Aim of the exercise>
Look through the lines below and copy each one that includes "BranchCounts".
§
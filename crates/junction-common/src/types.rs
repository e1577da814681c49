//! Core types shared across junction components.

use serde::{Deserialize, Serialize};
use std::fmt;
use std::str::FromStr;

use crate::error::JunctionError;

/// Junction identifier (always positive)
pub type JunctionId = u32;

/// One of the four compass approaches to a junction.
///
/// Declaration order is the hint wire order and the override priority.
#[derive(Debug, Clone, Copy, PartialEq, Eq, Hash, PartialOrd, Ord, Serialize, Deserialize)]
#[serde(rename_all = "lowercase")]
pub enum Direction {
    North,
    East,
    South,
    West,
}

impl Direction {
    /// All directions in wire/priority order
    pub const ALL: [Direction; 4] = [Self::North, Self::East, Self::South, Self::West];

    /// Position of this direction in a hint message
    pub fn index(self) -> usize {
        match self {
            Self::North => 0,
            Self::East => 1,
            Self::South => 2,
            Self::West => 3,
        }
    }

    pub fn axis(self) -> Axis {
        match self {
            Self::North | Self::South => Axis::NorthSouth,
            Self::East | Self::West => Axis::EastWest,
        }
    }

    /// Lowercase name, as used in world-state paths and config
    pub fn as_str(self) -> &'static str {
        match self {
            Self::North => "north",
            Self::East => "east",
            Self::South => "south",
            Self::West => "west",
        }
    }
}

impl fmt::Display for Direction {
    fn fmt(&self, f: &mut fmt::Formatter<'_>) -> fmt::Result {
        f.write_str(self.as_str())
    }
}

impl FromStr for Direction {
    type Err = JunctionError;

    fn from_str(s: &str) -> Result<Self, Self::Err> {
        match s.to_ascii_lowercase().as_str() {
            "north" => Ok(Self::North),
            "east" => Ok(Self::East),
            "south" => Ok(Self::South),
            "west" => Ok(Self::West),
            other => Err(JunctionError::Config(format!("Unknown direction: {}", other))),
        }
    }
}

/// Opposing pair of directions sharing a light state
#[derive(Debug, Clone, Copy, PartialEq, Eq)]
pub enum Axis {
    NorthSouth,
    EastWest,
}

impl Axis {
    pub fn directions(self) -> [Direction; 2] {
        match self {
            Self::NorthSouth => [Direction::North, Direction::South],
            Self::EastWest => [Direction::East, Direction::West],
        }
    }
}

/// Flow decision: one bit per direction, `true` meaning traffic moves.
#[derive(Debug, Clone, Copy, PartialEq, Eq, Default)]
pub struct Flow([bool; 4]);

impl Flow {
    pub const ALL_RED: Flow = Flow([false; 4]);

    pub fn new(north: bool, east: bool, south: bool, west: bool) -> Self {
        Self([north, east, south, west])
    }

    /// Flow with exactly one axis moving
    pub fn axis(axis: Axis) -> Self {
        let mut flow = Self::ALL_RED;
        for direction in axis.directions() {
            flow.set(direction, true);
        }
        flow
    }

    pub fn get(&self, direction: Direction) -> bool {
        self.0[direction.index()]
    }

    pub fn set(&mut self, direction: Direction, moving: bool) {
        self.0[direction.index()] = moving;
    }

    /// Bits in wire order (north, east, south, west)
    pub fn bits(&self) -> [bool; 4] {
        self.0
    }
}

impl From<[bool; 4]> for Flow {
    fn from(bits: [bool; 4]) -> Self {
        Self(bits)
    }
}

/// Light state of one branch
#[derive(Debug, Clone, Copy, PartialEq, Eq, Serialize, Deserialize)]
#[serde(rename_all = "lowercase")]
pub enum Light {
    Red,
    Green,
}

impl Light {
    pub fn from_bit(moving: bool) -> Self {
        if moving { Self::Green } else { Self::Red }
    }

    pub fn is_green(&self) -> bool {
        matches!(self, Self::Green)
    }
}

/// Resolved light state of all four branches
#[derive(Debug, Clone, Copy, PartialEq, Eq)]
pub struct Lights([Light; 4]);

impl Lights {
    pub fn get(&self, direction: Direction) -> Light {
        self.0[direction.index()]
    }
}

impl From<Flow> for Lights {
    fn from(flow: Flow) -> Self {
        Self(flow.bits().map(Light::from_bit))
    }
}

impl fmt::Display for Lights {
    /// Renders as `N:G E:R S:G W:R`
    fn fmt(&self, f: &mut fmt::Formatter<'_>) -> fmt::Result {
        for (i, direction) in Direction::ALL.iter().enumerate() {
            if i > 0 {
                f.write_str(" ")?;
            }
            let initial = direction.as_str()[..1].to_ascii_uppercase();
            let colour = if self.get(*direction).is_green() { "G" } else { "R" };
            write!(f, "{}:{}", initial, colour)?;
        }
        Ok(())
    }
}

/// Vehicle counts of the four branches
#[derive(Debug, Clone, Copy, PartialEq, Eq, Default)]
pub struct BranchCounts {
    pub north: u32,
    pub east: u32,
    pub south: u32,
    pub west: u32,
}

impl BranchCounts {
    pub fn north_south(&self) -> u64 {
        u64::from(self.north) + u64::from(self.south)
    }

    pub fn east_west(&self) -> u64 {
        u64::from(self.east) + u64::from(self.west)
    }
}

/// Junction adjacent to each approach, fixed for the process lifetime
#[derive(Debug, Clone, Copy, Default, PartialEq, Eq)]
pub struct NeighbourMap([Option<JunctionId>; 4]);

impl NeighbourMap {
    pub fn isolated() -> Self {
        Self::default()
    }

    pub fn with(mut self, direction: Direction, neighbour: JunctionId) -> Self {
        self.0[direction.index()] = Some(neighbour);
        self
    }

    pub fn get(&self, direction: Direction) -> Option<JunctionId> {
        self.0[direction.index()]
    }

    /// Configured neighbours in wire order
    pub fn iter(&self) -> impl Iterator<Item = (Direction, JunctionId)> + '_ {
        Direction::ALL
            .into_iter()
            .filter_map(|direction| self.get(direction).map(|id| (direction, id)))
    }
}

/// Optional hint-protocol hardening
#[derive(Debug, Clone, Copy, Default, PartialEq, Eq, Serialize, Deserialize)]
pub struct Protections {
    /// Provision the hint area before publishing
    #[serde(default)]
    pub dos: bool,

    /// Prefix hints with the publisher id and verify it on read
    #[serde(default)]
    pub repudiation: bool,
}
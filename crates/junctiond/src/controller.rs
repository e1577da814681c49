//! Controller loop and the resources it owns.

use anyhow::{Context, Result};
use std::time::Duration;
use tokio::sync::broadcast;

use junction_common::JunctionError;
use junction_common::constants::STARVATION_THRESHOLD;

use crate::config::AppConfig;
use crate::engine::{DecisionEngine, TickReport};
use crate::hints::HintStore;
use crate::world_state::{WorldStateClient, WorldStore};

/// Outcome of a controller run
#[derive(Debug, Clone, Copy, Default, PartialEq, Eq)]
pub struct RunSummary {
    /// Ticks attempted
    pub ticks: u64,
    /// Ticks abandoned on a non-fatal error
    pub aborted: u64,
}

/// Drives one junction's decision engine
pub struct Controller<S> {
    engine: DecisionEngine,
    store: S,
    hints: HintStore,
    tick_interval: Duration,
    startup_delay: Duration,
}

impl Controller<WorldStateClient> {
    /// Build a controller from configuration, connecting to the world-state store
    pub async fn connect(config: &AppConfig) -> Result<Self> {
        let junction_id = config.junction_id()?;
        let neighbours = config.neighbours_of(junction_id)?;
        let endpoint = config.world_state.endpoint()?;

        let store = WorldStateClient::connect(&endpoint)
            .await
            .with_context(|| format!("Failed to connect to world-state store at {}", endpoint))?;

        let engine = DecisionEngine::new(
            junction_id,
            neighbours,
            config.protections,
            STARVATION_THRESHOLD,
        );

        Ok(Self::new(
            engine,
            store,
            HintStore::new(&config.hints_dir),
            config.tick_interval(),
        )
        .with_startup_delay(config.startup_delay()))
    }
}

impl<S: WorldStore> Controller<S> {
    pub fn new(engine: DecisionEngine, store: S, hints: HintStore, tick_interval: Duration) -> Self {
        Self {
            engine,
            store,
            hints,
            tick_interval,
            startup_delay: Duration::ZERO,
        }
    }

    /// Pause before the first tick
    pub fn with_startup_delay(mut self, delay: Duration) -> Self {
        self.startup_delay = delay;
        self
    }

    pub fn engine(&self) -> &DecisionEngine {
        &self.engine
    }

    /// Run a single tick
    pub async fn run_once(&mut self) -> Result<TickReport, JunctionError> {
        self.engine.tick(&mut self.store, &self.hints).await
    }

    /// Wait out the startup delay, then run ticks until `max_iterations` is
    /// reached, a shutdown signal arrives, or the world-state link fails
    ///
    /// The shutdown signal is observed during the startup delay and between
    /// ticks, never mid-tick.
    pub async fn run(
        &mut self,
        max_iterations: Option<u64>,
        mut shutdown: broadcast::Receiver<()>,
    ) -> Result<RunSummary, JunctionError> {
        let mut summary = RunSummary::default();

        tracing::info!(
            junction = self.engine.junction_id(),
            hints_dir = %self.hints.dir().display(),
            threshold = self.engine.counters().threshold(),
            interval = ?self.tick_interval,
            "🚦 Controller loop started"
        );

        tokio::select! {
            biased;
            _ = shutdown.recv() => {
                tracing::info!("🚦 Shutdown before first tick");
                return Ok(summary);
            }
            _ = tokio::time::sleep(self.startup_delay) => {}
        }

        loop {
            if max_iterations.is_some_and(|max| summary.ticks >= max) {
                break;
            }

            summary.ticks += 1;
            match self.run_once().await {
                Ok(report) => {
                    tracing::debug!(
                        tick = summary.ticks,
                        counts = ?report.counts,
                        proposed = ?report.proposed.bits(),
                        flow = ?report.flow.bits(),
                        lights = %report.lights,
                        published = report.published,
                        overridden = ?report.overridden,
                        boosted = ?report.boosted,
                        rejected = ?report.rejected,
                        "Tick complete"
                    );
                }
                Err(e) if e.is_fatal() => {
                    tracing::error!(tick = summary.ticks, error = %e, "Controller loop stopped");
                    return Err(e);
                }
                Err(e) => {
                    summary.aborted += 1;
                    tracing::warn!(tick = summary.ticks, error = %e, "Tick aborted, retrying next tick");
                }
            }

            if max_iterations.is_some_and(|max| summary.ticks >= max) {
                break;
            }

            tokio::select! {
                biased;
                _ = shutdown.recv() => {
                    tracing::info!("🚦 Controller loop shutting down");
                    break;
                }
                _ = tokio::time::sleep(self.tick_interval) => {}
            }
        }

        Ok(summary)
    }
}
//! File-backed hint mailbox.
//!
//! Every junction owns one record, `<hints_dir>/junction-<id>`. Neighbours
//! read it, only the owner writes it. Writes go to a hidden temporary file in
//! the same directory and are renamed over the record, so a reader sees the
//! previous hint or the new one, never a torn write.

use junction_common::constants::junction_name;
use junction_common::{JunctionError, JunctionId};
use std::io::ErrorKind;
use std::path::{Path, PathBuf};

/// Hint area shared by every junction on this host
#[derive(Debug, Clone)]
pub struct HintStore {
    dir: PathBuf,
}

impl HintStore {
    pub fn new(dir: impl Into<PathBuf>) -> Self {
        Self { dir: dir.into() }
    }

    pub fn dir(&self) -> &Path {
        &self.dir
    }

    /// Path of a junction's record
    pub fn record_path(&self, id: JunctionId) -> PathBuf {
        self.dir.join(junction_name(id))
    }

    /// Read a junction's current hint
    ///
    /// Returns `Ok(None)` when the junction has never published. A record
    /// that is not valid UTF-8 is a [`JunctionError::MalformedHint`].
    pub async fn read(&self, id: JunctionId) -> Result<Option<String>, JunctionError> {
        let path = self.record_path(id);
        match tokio::fs::read_to_string(&path).await {
            Ok(raw) => Ok(Some(raw)),
            Err(e) if e.kind() == ErrorKind::NotFound => Ok(None),
            Err(e) if e.kind() == ErrorKind::InvalidData => Err(JunctionError::MalformedHint {
                junction: id,
                reason: "record is not valid UTF-8".to_string(),
            }),
            Err(e) => Err(JunctionError::HintIo {
                record: path.display().to_string(),
                source: e,
            }),
        }
    }

    /// Replace a junction's record with `message`
    ///
    /// With `provision` set the hint area is created first. Without it, a
    /// missing area yields [`JunctionError::StoreUnavailable`] and nothing is
    /// written.
    pub async fn publish(
        &self,
        id: JunctionId,
        message: &str,
        provision: bool,
    ) -> Result<(), JunctionError> {
        if provision {
            tokio::fs::create_dir_all(&self.dir)
                .await
                .map_err(|e| JunctionError::HintIo {
                    record: self.dir.display().to_string(),
                    source: e,
                })?;
        }

        let record = self.record_path(id);
        let staging = self.dir.join(format!(".{}.tmp", junction_name(id)));

        if let Err(e) = tokio::fs::write(&staging, message).await {
            return Err(self.write_error(&staging, e));
        }

        if let Err(e) = tokio::fs::rename(&staging, &record).await {
            let _ = tokio::fs::remove_file(&staging).await;
            return Err(self.write_error(&record, e));
        }

        tracing::trace!(record = %record.display(), message = message, "Hint published");

        Ok(())
    }

    fn write_error(&self, path: &Path, e: std::io::Error) -> JunctionError {
        if e.kind() == ErrorKind::NotFound {
            JunctionError::StoreUnavailable(self.dir.display().to_string())
        } else {
            JunctionError::HintIo {
                record: path.display().to_string(),
                source: e,
            }
        }
    }
}
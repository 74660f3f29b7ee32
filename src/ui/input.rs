//! Keyboard and pointer routing.
//!
//! One dispatcher consults the active screen (and its modal state) for
//! every event, so Escape/arrow handling can never stack across
//! open/close cycles the way per-view listeners could.

use crossterm::event::{
    KeyCode, KeyEvent, KeyEventKind, KeyModifiers, MouseButton, MouseEvent, MouseEventKind,
};

use crate::ui::app::App;
use crate::ui::flow::Screen;

pub fn handle_key(app: &mut App, key: KeyEvent) {
    if key.kind != KeyEventKind::Press {
        return;
    }

    if is_ctrl_char(key, 'q') || matches!(key.code, KeyCode::Char('q')) {
        app.request_quit();
        return;
    }

    match app.screen() {
        Screen::Hero => handle_hero_key(app, key),
        Screen::Message => handle_message_key(app, key),
        Screen::Gallery => handle_gallery_key(app, key),
        Screen::Surprise => handle_surprise_key(app, key),
    }
}

fn handle_hero_key(app: &mut App, key: KeyEvent) {
    match key.code {
        KeyCode::Left => app.hero_prev(),
        KeyCode::Right => app.hero_next(),
        KeyCode::Enter => app.advance_screen(),
        KeyCode::Char('c') => app.celebrate(),
        KeyCode::Char(ch) if ch.is_ascii_digit() => {
            if let Some(index) = digit_to_index(ch) {
                app.hero_jump(index);
            }
        }
        _ => {}
    }
}

fn handle_message_key(app: &mut App, key: KeyEvent) {
    if app.message().is_visible() {
        match key.code {
            KeyCode::Esc => app.close_modal(),
            KeyCode::Left => app.modal_photo_prev(),
            KeyCode::Right => app.modal_photo_next(),
            KeyCode::Enter | KeyCode::Char('d') => app.message_done(),
            KeyCode::Char('y') => app.copy_wish(),
            KeyCode::Char('c') => app.modal_celebrate(),
            KeyCode::Char(ch) if ch.is_ascii_digit() => {
                if let Some(index) = digit_to_index(ch) {
                    app.modal_photo_jump(index);
                }
            }
            _ => {}
        }
        return;
    }
    match key.code {
        KeyCode::Enter | KeyCode::Char(' ') | KeyCode::Char('o') => app.open_gift(),
        _ => {}
    }
}

fn handle_gallery_key(app: &mut App, key: KeyEvent) {
    if app.gallery().lightbox.is_visible() {
        match key.code {
            KeyCode::Esc => app.close_lightbox(),
            KeyCode::Left => app.lightbox_prev(),
            KeyCode::Right => app.lightbox_next(),
            KeyCode::Char(' ') | KeyCode::Char('p') => app.toggle_lightbox_autoplay(),
            KeyCode::Char('e') => app.export_photo_path(),
            _ => {}
        }
        return;
    }
    match key.code {
        KeyCode::Left => app.gallery_select_prev(),
        KeyCode::Right => app.gallery_select_next(),
        KeyCode::Up => app.gallery_select_up(),
        KeyCode::Down => app.gallery_select_down(),
        KeyCode::Enter => app.open_lightbox(),
        KeyCode::Char('s') => app.advance_screen(),
        _ => {}
    }
}

fn handle_surprise_key(app: &mut App, key: KeyEvent) {
    match key.code {
        KeyCode::Enter | KeyCode::Char(' ') => app.reveal_surprise(),
        KeyCode::Char('r') => app.restart(),
        _ => {}
    }
}

pub fn handle_mouse(app: &mut App, mouse: MouseEvent) {
    match mouse.kind {
        MouseEventKind::Moved => app.pointer_moved(mouse.column, mouse.row),
        MouseEventKind::Down(MouseButton::Left) => app.pointer_pressed(mouse.column),
        MouseEventKind::Up(MouseButton::Left) => app.pointer_released(mouse.column),
        _ => {}
    }
}

fn is_ctrl_char(key: KeyEvent, needle: char) -> bool {
    matches!(key.code, KeyCode::Char(ch) if ch.eq_ignore_ascii_case(&needle))
        && key.modifiers.contains(KeyModifiers::CONTROL)
}

/// Map a digit key to a zero-based carousel index ('1' → 0).
fn digit_to_index(ch: char) -> Option<usize> {
    let digit = ch.to_digit(10)? as usize;
    digit.checked_sub(1)
}

#[cfg(test)]
mod tests {
    use super::*;
    use crate::config::CardConfig;
    use crossterm::event::KeyEventState;
    use std::time::Instant;

    fn make_app() -> App {
        App::new(CardConfig::default(), Instant::now())
    }

    fn press(code: KeyCode) -> KeyEvent {
        KeyEvent {
            code,
            modifiers: KeyModifiers::empty(),
            kind: KeyEventKind::Press,
            state: KeyEventState::empty(),
        }
    }

    #[test]
    fn q_quits_from_any_screen() {
        let mut app = make_app();
        handle_key(&mut app, press(KeyCode::Char('q')));
        assert!(app.should_quit());
    }

    #[test]
    fn key_release_events_are_ignored() {
        let mut app = make_app();
        let mut release = press(KeyCode::Char('q'));
        release.kind = KeyEventKind::Release;
        handle_key(&mut app, release);
        assert!(!app.should_quit());
    }

    #[test]
    fn hero_arrows_navigate_the_slideshow() {
        let mut app = make_app();
        handle_key(&mut app, press(KeyCode::Right));
        assert_eq!(app.hero_slideshow().current, 1);
        handle_key(&mut app, press(KeyCode::Left));
        assert_eq!(app.hero_slideshow().current, 0);
    }

    #[test]
    fn hero_digit_jumps_to_that_photo() {
        let mut app = make_app();
        handle_key(&mut app, press(KeyCode::Char('3')));
        assert_eq!(app.hero_slideshow().current, 2);
    }

    #[test]
    fn digit_beyond_length_is_rejected() {
        let mut app = make_app();
        handle_key(&mut app, press(KeyCode::Char('9')));
        assert_eq!(app.hero_slideshow().current, 0);
    }

    #[test]
    fn enter_walks_hero_to_message() {
        let mut app = make_app();
        handle_key(&mut app, press(KeyCode::Enter));
        assert_eq!(app.screen(), Screen::Message);
    }

    #[test]
    fn escape_closes_the_wish_modal() {
        let mut app = make_app();
        handle_key(&mut app, press(KeyCode::Enter));
        handle_key(&mut app, press(KeyCode::Enter)); // open gift
        assert!(app.message().is_visible());
        handle_key(&mut app, press(KeyCode::Esc));
        assert!(!app.message().is_visible());
        assert_eq!(app.screen(), Screen::Message);
    }

    #[test]
    fn escape_with_modal_closed_changes_nothing() {
        let mut app = make_app();
        handle_key(&mut app, press(KeyCode::Enter));
        handle_key(&mut app, press(KeyCode::Esc));
        assert_eq!(app.screen(), Screen::Message);
        assert!(!app.message().is_visible());
    }

    #[test]
    fn escape_closes_the_lightbox_but_not_the_gallery() {
        let mut app = make_app();
        app.start_at(Screen::Gallery);
        handle_key(&mut app, press(KeyCode::Enter));
        assert!(app.gallery().lightbox.is_visible());
        handle_key(&mut app, press(KeyCode::Esc));
        assert!(!app.gallery().lightbox.is_visible());
        assert_eq!(app.screen(), Screen::Gallery);
    }

    #[test]
    fn surprise_r_restarts_the_card() {
        let mut app = make_app();
        app.start_at(Screen::Surprise);
        handle_key(&mut app, press(KeyCode::Enter));
        assert!(app.surprise().revealed);
        handle_key(&mut app, press(KeyCode::Char('r')));
        assert_eq!(app.screen(), Screen::Hero);
        assert!(!app.surprise().revealed);
    }
}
§
Solution to the problem>
pub struct BranchCounts {
impl BranchCounts {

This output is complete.